Task to complete:
Which lines in the records below mention the word "LogCallback"? Copy each one out.
*** Extracted data ***
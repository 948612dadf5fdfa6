//! Fan-out of main-frame navigation events to navigation waits.

use futures_util::{Stream, StreamExt};
use tokio::sync::broadcast;
use tokio::task::JoinHandle;

use crate::session::SessionError;

/// Forwards a stream of navigation signals to any number of waiters.
///
/// [`NavigationWatch::next`] subscribes on its first poll, so joining it with
/// the action that triggers the navigation cannot miss the event. When the
/// source stream ends (the tab went away) pending and later waits fail with
/// [`SessionError::Closed`].
pub struct NavigationWatch {
    subscriptions: broadcast::Receiver<()>,
    forwarder: JoinHandle<()>,
}

impl NavigationWatch {
    pub fn spawn<S>(mut events: S) -> Self
    where
        S: Stream<Item = ()> + Send + Unpin + 'static,
    {
        let (tx, subscriptions) = broadcast::channel(16);
        let forwarder = tokio::spawn(async move {
            while events.next().await.is_some() {
                // no subscriber outside a navigation wait
                let _ = tx.send(());
            }
        });
        Self {
            subscriptions,
            forwarder,
        }
    }

    /// Resolve on the first navigation after this call starts.
    pub async fn next(&self) -> Result<(), SessionError> {
        let mut events = self.subscriptions.resubscribe();
        match events.recv().await {
            Ok(()) | Err(broadcast::error::RecvError::Lagged(_)) => Ok(()),
            Err(broadcast::error::RecvError::Closed) => Err(SessionError::Closed),
        }
    }
}

impl Drop for NavigationWatch {
    fn drop(&mut self) {
        self.forwarder.abort();
    }
}
//! Turn a rendered detail page into a [`Record`].

use std::time::Duration;

use crate::document::{HtmlSnapshot, RenderedDocument};
use crate::error::HarvestError;
use crate::session::BrowsingSession;
use crate::types::{Record, Section};

const SUBSECTION_TAGS: [&str; 2] = ["h2", "h3"];
const BOUNDARY_TAGS: [&str; 3] = ["h1", "h2", "h3"];
const SKIPPED_TAGS: [&str; 2] = ["img", "figure"];

/// Extract the title and subsections of a detail page.
///
/// The title is the first `h1` anywhere in the document. Subsections are the
/// `h2`/`h3` headings of the first `article` (or the body), each followed by
/// the text of its element siblings up to the next heading. Sections with an
/// empty heading or body are dropped.
pub fn extract_record<D>(doc: &D) -> Record
where
    D: RenderedDocument + ?Sized,
{
    let title = doc
        .first_by_tag("h1")
        .map(|heading| doc.text_content(heading).trim().to_string())
        .unwrap_or_default();

    let sections = match doc.first_by_tag("article").or_else(|| doc.body()) {
        Some(region) => doc
            .descendants_by_tags(region, &SUBSECTION_TAGS)
            .into_iter()
            .filter_map(|heading| {
                let heading_text = doc.text_content(heading).trim().to_string();
                Section::new(heading_text, section_body(doc, heading))
            })
            .collect(),
        None => Vec::new(),
    };

    Record { title, sections }
}

fn section_body<'a, D>(doc: &'a D, heading: D::Node<'a>) -> String
where
    D: RenderedDocument + ?Sized,
{
    let mut parts = Vec::new();
    let mut cursor = doc.next_element_sibling(heading);
    while let Some(node) = cursor {
        let tag = doc.tag_name(node);
        if BOUNDARY_TAGS.contains(&tag) {
            break;
        }
        if !SKIPPED_TAGS.contains(&tag) {
            let text = doc.text_content(node);
            let text = text.trim();
            if !text.is_empty() {
                parts.push(text.to_string());
            }
        }
        cursor = doc.next_element_sibling(node);
    }
    parts.join(" ")
}

/// Snapshot the current page and extract it within `limit`.
///
/// Expiry yields [`HarvestError::ExtractionTimeout`].
pub async fn extract_with_deadline<S>(session: &S, limit: Duration) -> Result<Record, HarvestError>
where
    S: BrowsingSession + ?Sized,
{
    match tokio::time::timeout(limit, session.content()).await {
        Ok(Ok(html)) => Ok(extract_record(&HtmlSnapshot::parse(&html))),
        Ok(Err(err)) => Err(err.into()),
        Err(_) => Err(HarvestError::ExtractionTimeout { limit }),
    }
}
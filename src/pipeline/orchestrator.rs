//! Run orchestration: initial navigation, resolution, and sequential item
//! processing.

use std::fmt;
use std::sync::Arc;
use std::time::Instant;

use serde_json::json;

use crate::error::HarvestError;
use crate::logging::HarvestLogger;
use crate::metrics::HarvestMetrics;
use crate::pipeline::{HarvestSettings, process_item, resolve_items};
use crate::session::{BrowsingSession, SessionProvider, WaitUntil, with_session};
use crate::timing::with_deadline;
use crate::types::HarvestRun;

/// Phases of a single run.
#[derive(Debug, Clone, Copy, PartialEq, Eq)]
pub enum RunPhase {
    Idle,
    Navigating,
    Resolving,
    /// 1-based index of the item in flight.
    Iterating(usize),
    Done,
    Failed,
}

impl fmt::Display for RunPhase {
    fn fmt(&self, f: &mut fmt::Formatter<'_>) -> fmt::Result {
        match self {
            RunPhase::Idle => f.write_str("idle"),
            RunPhase::Navigating => f.write_str("navigating"),
            RunPhase::Resolving => f.write_str("resolving"),
            RunPhase::Iterating(index) => write!(f, "iterating({index})"),
            RunPhase::Done => f.write_str("done"),
            RunPhase::Failed => f.write_str("failed"),
        }
    }
}

struct PhaseTracker<'a> {
    current: RunPhase,
    logger: &'a HarvestLogger,
}

impl<'a> PhaseTracker<'a> {
    fn new(logger: &'a HarvestLogger) -> Self {
        Self {
            current: RunPhase::Idle,
            logger,
        }
    }

    fn enter(&mut self, next: RunPhase) {
        self.logger.debug(
            format!("{} -> {}", self.current, next),
            Some("run"),
            None,
        );
        self.current = next;
    }

    fn fail(&mut self, err: HarvestError) -> HarvestError {
        self.enter(RunPhase::Failed);
        self.logger.error(format!("run failed: {err}"), Some("run"), None);
        err
    }
}

/// Drive one run over an already-acquired session.
///
/// Only the initial navigation and errors outside the item boundary are
/// returned; item failures are logged, counted, and skipped.
pub async fn harvest<S>(
    session: &S,
    settings: &HarvestSettings,
    logger: &HarvestLogger,
) -> Result<HarvestRun, HarvestError>
where
    S: BrowsingSession + ?Sized,
{
    let started = Instant::now();
    let mut metrics = HarvestMetrics::default();
    let mut phase = PhaseTracker::new(logger);
    let url = settings.target_url.as_str();

    phase.enter(RunPhase::Navigating);
    let navigation = with_deadline(
        "initial navigation",
        settings.deadlines.initial_navigation,
        session.goto(url, WaitUntil::NetworkIdle),
    )
    .await;
    if let Err(source) = navigation {
        return Err(phase.fail(HarvestError::InitialNavigation {
            url: url.to_string(),
            source: Box::new(source),
        }));
    }

    phase.enter(RunPhase::Resolving);
    let resolved = match resolve_items(
        session,
        &settings.layout,
        settings.max_items,
        settings.deadlines.resolve,
    )
    .await
    {
        Ok(resolved) => resolved,
        Err(err) => return Err(phase.fail(err)),
    };
    metrics.set_resolved(resolved.locators.len());

    if !resolved.container_found {
        logger.warn(
            format!("listing container '{}' not found", settings.layout.container),
            Some("run"),
            None,
        );
    } else {
        logger.info(
            format!(
                "processing first {} of {} entries",
                resolved.locators.len(),
                resolved.total
            ),
            Some("run"),
            None,
        );
    }

    let mut records = Vec::with_capacity(resolved.locators.len());
    for (offset, locator) in resolved.locators.iter().enumerate() {
        let index = offset + 1;
        phase.enter(RunPhase::Iterating(index));
        if let Some(record) =
            process_item(session, index, locator, settings, logger, &mut metrics).await
        {
            records.push(record);
        }
    }

    phase.enter(RunPhase::Done);
    let elapsed = metrics.finish(started);
    logger.performance(
        "harvest",
        elapsed,
        Some(json!({
            "items_resolved": metrics.items_resolved,
            "items_succeeded": metrics.items_succeeded,
            "items_failed": metrics.items_failed,
            "interaction_retries": metrics.interaction_retries,
            "recoveries_failed": metrics.recoveries_failed,
            "captures_saved": metrics.captures_saved,
            "captures_failed": metrics.captures_failed,
        })),
    );

    Ok(HarvestRun { records, metrics })
}

/// Runs harvests against sessions from a shared provider.
pub struct Harvester<P> {
    provider: Arc<P>,
    settings: HarvestSettings,
    logger: Arc<HarvestLogger>,
}

impl<P> Clone for Harvester<P> {
    fn clone(&self) -> Self {
        Self {
            provider: Arc::clone(&self.provider),
            settings: self.settings.clone(),
            logger: Arc::clone(&self.logger),
        }
    }
}

impl<P> fmt::Debug for Harvester<P> {
    fn fmt(&self, f: &mut fmt::Formatter<'_>) -> fmt::Result {
        f.debug_struct("Harvester")
            .field("settings", &self.settings)
            .field("logger", &self.logger)
            .finish()
    }
}

impl<P> Harvester<P>
where
    P: SessionProvider,
{
    pub fn new(provider: Arc<P>, settings: HarvestSettings, logger: Arc<HarvestLogger>) -> Self {
        Self {
            provider,
            settings,
            logger,
        }
    }

    pub fn settings(&self) -> &HarvestSettings {
        &self.settings
    }

    pub fn logger(&self) -> &Arc<HarvestLogger> {
        &self.logger
    }

    /// Acquire a session, run [`harvest`] on it, and release it.
    pub async fn run(&self) -> Result<HarvestRun, HarvestError> {
        let settings = self.settings.clone();
        let logger = Arc::clone(&self.logger);
        self.logger.info(
            format!("starting harvest of {}", settings.target_url),
            Some("run"),
            None,
        );
        with_session(self.provider.as_ref(), move |session| {
            Box::pin(async move { harvest(session, &settings, &logger).await })
        })
        .await
    }
}

#[cfg(test)]
mod tests {
    use super::*;
    use crate::logging::{LogCallback, LogLevel};
    use crate::test_support::FakeSession;
    use std::sync::Mutex;

    const LISTING: &str = r#"<html><body><div class="i1">
        <div class="d4"><a class="dh">One</a></div>
        <div class="d4"><a class="dh">Two</a></div>
    </div>
    <h1>Listing</h1><article><h2>Latest</h2><p>Two posts</p></article>
    </body></html>"#;

    #[tokio::test(start_paused = true)]
    async fn phases_are_logged_in_order() {
        let messages = Arc::new(Mutex::new(Vec::new()));
        let capture = Arc::clone(&messages);
        let callback: LogCallback = Arc::new(move |record| {
            if record.category.as_deref() == Some("run") && record.level == LogLevel::Debug {
                capture.lock().unwrap().push(record.message.clone());
            }
        });
        let mut logger = HarvestLogger::new(LogLevel::Debug);
        logger.set_external_logger(Some(callback));

        let session = FakeSession::with_content(LISTING);
        let run = harvest(
            &session,
            &HarvestSettings::new("https://news.example.com/"),
            &logger,
        )
        .await
        .expect("run");

        assert_eq!(run.records.len(), 2);
        assert_eq!(
            *messages.lock().unwrap(),
            vec![
                "idle -> navigating",
                "navigating -> resolving",
                "resolving -> iterating(1)",
                "iterating(1) -> iterating(2)",
                "iterating(2) -> done",
            ]
        );
    }

    #[tokio::test(start_paused = true)]
    async fn initial_navigation_uses_network_idle() {
        let session = FakeSession::with_content(LISTING);
        harvest(
            &session,
            &HarvestSettings::new("https://news.example.com/"),
            &HarvestLogger::new(LogLevel::Error),
        )
        .await
        .expect("run");

        let gotos = session.gotos.lock().unwrap();
        assert_eq!(gotos[0].1, WaitUntil::NetworkIdle);
        assert_eq!(gotos.len(), 1);
    }

    #[tokio::test(start_paused = true)]
    async fn metrics_reflect_the_run() {
        let session = FakeSession::with_content(LISTING);
        let run = harvest(
            &session,
            &HarvestSettings::new("https://news.example.com/"),
            &HarvestLogger::new(LogLevel::Error),
        )
        .await
        .expect("run");

        assert_eq!(run.metrics.items_resolved, 2);
        assert_eq!(run.metrics.items_succeeded, 2);
        assert_eq!(run.metrics.items_failed, 0);
    }

    #[tokio::test(start_paused = true)]
    async fn invalid_layout_fails_the_run() {
        let session = FakeSession::with_content(LISTING);
        let mut settings = HarvestSettings::new("https://news.example.com/");
        settings.layout.container = "div[".into();

        let err = harvest(&session, &settings, &HarvestLogger::new(LogLevel::Error))
            .await
            .expect_err("bad css");
        assert!(matches!(err, HarvestError::Selector { .. }));
    }
}
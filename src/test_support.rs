//! In-memory session used by unit tests.

use std::collections::HashSet;
use std::path::{Path, PathBuf};
use std::sync::Mutex;
use std::sync::atomic::{AtomicU32, Ordering};

use async_trait::async_trait;
use tokio::sync::Notify;

use crate::session::{BrowsingSession, SessionError, WaitUntil};

#[derive(Default)]
pub(crate) struct FakeSession {
    pub content: Mutex<String>,
    /// Selectors that never become visible.
    pub hidden: Mutex<HashSet<String>>,
    /// Number of leading visibility checks that fail.
    pub failing_visibility: AtomicU32,
    /// Number of leading clicks that fail.
    pub failing_clicks: AtomicU32,
    /// Clicks succeed but never navigate.
    pub stall_navigation: bool,
    pub fail_go_back: bool,
    pub fail_goto: bool,
    pub fail_capture: bool,
    pub clicks: AtomicU32,
    pub backs: AtomicU32,
    pub gotos: Mutex<Vec<(String, WaitUntil)>>,
    pub captures: Mutex<Vec<PathBuf>>,
    pub navigated: Notify,
}

impl FakeSession {
    pub fn with_content(html: &str) -> Self {
        let session = Self::default();
        *session.content.lock().unwrap() = html.to_string();
        session
    }

    pub fn hide(&self, selector: &str) {
        self.hidden.lock().unwrap().insert(selector.to_string());
    }

    pub fn fail_visibility_checks(&self, count: u32) {
        self.failing_visibility.store(count, Ordering::SeqCst);
    }
}

#[async_trait]
impl BrowsingSession for FakeSession {
    async fn goto(&self, url: &str, wait_until: WaitUntil) -> Result<(), SessionError> {
        self.gotos.lock().unwrap().push((url.to_string(), wait_until));
        if self.fail_goto {
            return Err(SessionError::Navigation {
                url: url.to_string(),
                reason: "net::ERR_CONNECTION_REFUSED".to_string(),
            });
        }
        Ok(())
    }

    async fn wait_for_navigation(&self) -> Result<(), SessionError> {
        self.navigated.notified().await;
        Ok(())
    }

    async fn click(&self, selector: &str) -> Result<(), SessionError> {
        self.clicks.fetch_add(1, Ordering::SeqCst);
        let failing = self.failing_clicks.load(Ordering::SeqCst);
        if failing > 0 {
            self.failing_clicks.store(failing - 1, Ordering::SeqCst);
            return Err(SessionError::ElementNotFound(selector.to_string()));
        }
        if !self.stall_navigation {
            self.navigated.notify_one();
        }
        Ok(())
    }

    async fn go_back(&self) -> Result<(), SessionError> {
        self.backs.fetch_add(1, Ordering::SeqCst);
        if self.fail_go_back {
            return Err(SessionError::Message("history is empty".to_string()));
        }
        self.navigated.notify_one();
        Ok(())
    }

    async fn is_visible(&self, selector: &str) -> Result<bool, SessionError> {
        let failing = self.failing_visibility.load(Ordering::SeqCst);
        if failing > 0 {
            self.failing_visibility.store(failing - 1, Ordering::SeqCst);
            return Err(SessionError::Message(
                "Execution context was destroyed".to_string(),
            ));
        }
        Ok(!self.hidden.lock().unwrap().contains(selector))
    }

    async fn content(&self) -> Result<String, SessionError> {
        Ok(self.content.lock().unwrap().clone())
    }

    async fn capture(&self, path: &Path) -> Result<(), SessionError> {
        if self.fail_capture {
            return Err(SessionError::Capture {
                path: path.to_path_buf(),
                reason: "disk full".to_string(),
            });
        }
        self.captures.lock().unwrap().push(path.to_path_buf());
        Ok(())
    }
}
//! The extraction pipeline: listing resolution, per-item interaction,
//! readiness, extraction, and the run orchestrator that drives them.

pub mod extractor;
pub mod interaction;
pub mod item;
pub mod orchestrator;
pub mod readiness;
pub mod resolver;

use std::path::PathBuf;

use crate::config::{DEFAULT_MAX_ITEMS, DEFAULT_SCREENSHOT_PATH, DEFAULT_SCREENSHOT_PREFIX};
use crate::timing::{Deadlines, RetryPolicy};

pub use extractor::{extract_record, extract_with_deadline};
pub use interaction::activate_and_await_navigation;
pub use item::{capture_path, process_item, recover_listing, slugify};
pub use orchestrator::{Harvester, RunPhase, harvest};
pub use readiness::await_content_ready;
pub use resolver::{ResolvedListing, resolve_items, resolve_snapshot};

/// CSS shape of the listing page.
#[derive(Debug, Clone, PartialEq, Eq)]
pub struct ListingLayout {
    /// Container holding the entries; only the first match is used.
    pub container: String,
    pub entry: String,
    /// Activatable element inside an entry.
    pub target: String,
}

impl Default for ListingLayout {
    fn default() -> Self {
        Self {
            container: "div.i1".to_string(),
            entry: "div.d4".to_string(),
            target: ".dh".to_string(),
        }
    }
}

#[derive(Debug, Clone, PartialEq, Eq)]
pub struct CaptureSettings {
    pub enabled: bool,
    pub directory: PathBuf,
    pub prefix: String,
}

impl Default for CaptureSettings {
    fn default() -> Self {
        Self {
            enabled: false,
            directory: PathBuf::from(DEFAULT_SCREENSHOT_PATH),
            prefix: DEFAULT_SCREENSHOT_PREFIX.to_string(),
        }
    }
}

/// Everything one run needs besides the session.
#[derive(Debug, Clone, PartialEq, Eq)]
pub struct HarvestSettings {
    pub target_url: String,
    pub max_items: usize,
    pub layout: ListingLayout,
    pub capture: CaptureSettings,
    pub deadlines: Deadlines,
    pub retry: RetryPolicy,
}

impl HarvestSettings {
    pub fn new(target_url: impl Into<String>) -> Self {
        Self {
            target_url: target_url.into(),
            max_items: DEFAULT_MAX_ITEMS,
            layout: ListingLayout::default(),
            capture: CaptureSettings::default(),
            deadlines: Deadlines::default(),
            retry: RetryPolicy::default(),
        }
    }
}
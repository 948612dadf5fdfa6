//! Deadline and retry combinators.
//!
//! Every suspension point in the pipeline goes through [`with_deadline`]; the
//! interaction step is the only one wrapped in [`with_retry`].

use std::future::Future;
use std::time::Duration;

use crate::error::HarvestError;

/// Wall-clock budgets for each suspension point of a run.
#[derive(Debug, Clone, PartialEq, Eq)]
pub struct Deadlines {
    pub initial_navigation: Duration,
    pub resolve: Duration,
    pub visibility: Duration,
    pub navigation: Duration,
    pub readiness: Duration,
    pub extraction: Duration,
    pub capture: Duration,
    pub recovery: Duration,
    pub poll_interval: Duration,
}

impl Default for Deadlines {
    fn default() -> Self {
        Self {
            initial_navigation: Duration::from_secs(60),
            resolve: Duration::from_secs(10),
            visibility: Duration::from_secs(5),
            navigation: Duration::from_secs(60),
            readiness: Duration::from_secs(10),
            extraction: Duration::from_secs(30),
            capture: Duration::from_secs(30),
            recovery: Duration::from_secs(60),
            poll_interval: Duration::from_millis(100),
        }
    }
}

/// Bounded retry with a fixed delay between attempts.
#[derive(Debug, Clone, PartialEq, Eq)]
pub struct RetryPolicy {
    pub max_attempts: u32,
    pub backoff: Duration,
}

impl Default for RetryPolicy {
    fn default() -> Self {
        Self {
            max_attempts: 3,
            backoff: Duration::from_secs(1),
        }
    }
}

/// Race `fut` against a timer; the first to settle decides the outcome.
///
/// Expiry drops the pending future and yields [`HarvestError::Timeout`]. Work
/// already dispatched to the browser is not interrupted.
pub async fn with_deadline<F, T, E>(
    operation: &'static str,
    limit: Duration,
    fut: F,
) -> Result<T, HarvestError>
where
    F: Future<Output = Result<T, E>>,
    E: Into<HarvestError>,
{
    match tokio::time::timeout(limit, fut).await {
        Ok(result) => result.map_err(Into::into),
        Err(_) => Err(HarvestError::Timeout { operation, limit }),
    }
}

/// Run `op` up to `policy.max_attempts` times, sleeping `policy.backoff`
/// between failed attempts. The final failure is returned unchanged.
///
/// `on_retry` sees the attempt number (1-based) and error of every attempt
/// that is going to be retried.
pub async fn with_retry<F, Fut, T, E, R>(
    policy: &RetryPolicy,
    mut op: F,
    mut on_retry: R,
) -> Result<T, E>
where
    F: FnMut(u32) -> Fut,
    Fut: Future<Output = Result<T, E>>,
    R: FnMut(u32, &E),
{
    let attempts = policy.max_attempts.max(1);
    let mut attempt = 1;
    loop {
        match op(attempt).await {
            Ok(value) => return Ok(value),
            Err(err) if attempt < attempts => {
                on_retry(attempt, &err);
                tokio::time::sleep(policy.backoff).await;
                attempt += 1;
            }
            Err(err) => return Err(err),
        }
    }
}
use serde::{Deserialize, Serialize};

use crate::metrics::HarvestMetrics;

/// One subsection of an article: its heading and the text that follows it.
///
/// Both fields are non-empty. Deserialization enforces the same rule as
/// [`Section::new`].
#[derive(Debug, Clone, Serialize, Deserialize, PartialEq, Eq)]
#[serde(try_from = "SectionFields")]
pub struct Section {
    title: String,
    content: String,
}

#[derive(Deserialize)]
struct SectionFields {
    title: String,
    content: String,
}

impl TryFrom<SectionFields> for Section {
    type Error = String;

    fn try_from(fields: SectionFields) -> Result<Self, Self::Error> {
        Section::new(fields.title, fields.content)
            .ok_or_else(|| "section title and content must be non-empty".to_string())
    }
}

impl Section {
    /// Build a section, returning `None` when either field is empty.
    pub fn new(title: impl Into<String>, content: impl Into<String>) -> Option<Self> {
        let title = title.into();
        let content = content.into();
        if title.is_empty() || content.is_empty() {
            return None;
        }
        Some(Self { title, content })
    }

    pub fn title(&self) -> &str {
        &self.title
    }

    pub fn content(&self) -> &str {
        &self.content
    }
}

/// Structured representation of a single detail page.
///
/// An empty `title` means the page had no top-level heading; callers should
/// treat it as a partial extraction rather than an error.
#[derive(Debug, Clone, Default, Serialize, Deserialize, PartialEq, Eq)]
pub struct Record {
    pub title: String,
    #[serde(alias = "content")]
    pub sections: Vec<Section>,
}

impl Record {
    pub fn is_partial(&self) -> bool {
        self.title.is_empty()
    }
}

/// Ordered records produced by one run.
pub type RunResult = Vec<Record>;

/// Records of a run together with the counters collected while producing them.
#[derive(Debug, Clone, Default, Serialize, Deserialize, PartialEq)]
pub struct HarvestRun {
    pub records: RunResult,
    pub metrics: HarvestMetrics,
}

#[cfg(test)]
mod tests {
    use super::*;
    use serde_json::json;

    #[test]
    fn section_requires_title_and_content() {
        assert!(Section::new("", "body").is_none());
        assert!(Section::new("Heading", "").is_none());
        let section = Section::new("Heading", "body").expect("section");
        assert_eq!(section.title(), "Heading");
        assert_eq!(section.content(), "body");
    }

    #[test]
    fn record_serializes_sections_and_accepts_legacy_content_key() {
        let record = Record {
            title: "Alpha".into(),
            sections: vec![Section::new("Beta", "Hello World").unwrap()],
        };
        let value = serde_json::to_value(&record).unwrap();
        assert_eq!(
            value,
            json!({
                "title": "Alpha",
                "sections": [{ "title": "Beta", "content": "Hello World" }]
            })
        );

        let legacy: Record = serde_json::from_value(json!({
            "title": "Alpha",
            "content": [{ "title": "Beta", "content": "Hello World" }]
        }))
        .unwrap();
        assert_eq!(legacy, record);
    }

    #[test]
    fn deserializing_an_empty_section_is_rejected() {
        let err = serde_json::from_value::<Section>(json!({ "title": "", "content": "body" }))
            .expect_err("empty title");
        assert!(err.to_string().contains("non-empty"));

        let err = serde_json::from_value::<Record>(json!({
            "title": "Alpha",
            "sections": [{ "title": "Beta", "content": "" }]
        }));
        assert!(err.is_err());
    }

    #[test]
    fn empty_title_marks_partial_record() {
        assert!(Record::default().is_partial());
    }
}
***
Exercise result:
    use crate::logging::{LogCallback, LogLevel};
        let callback: LogCallback = Arc::new(move |record| {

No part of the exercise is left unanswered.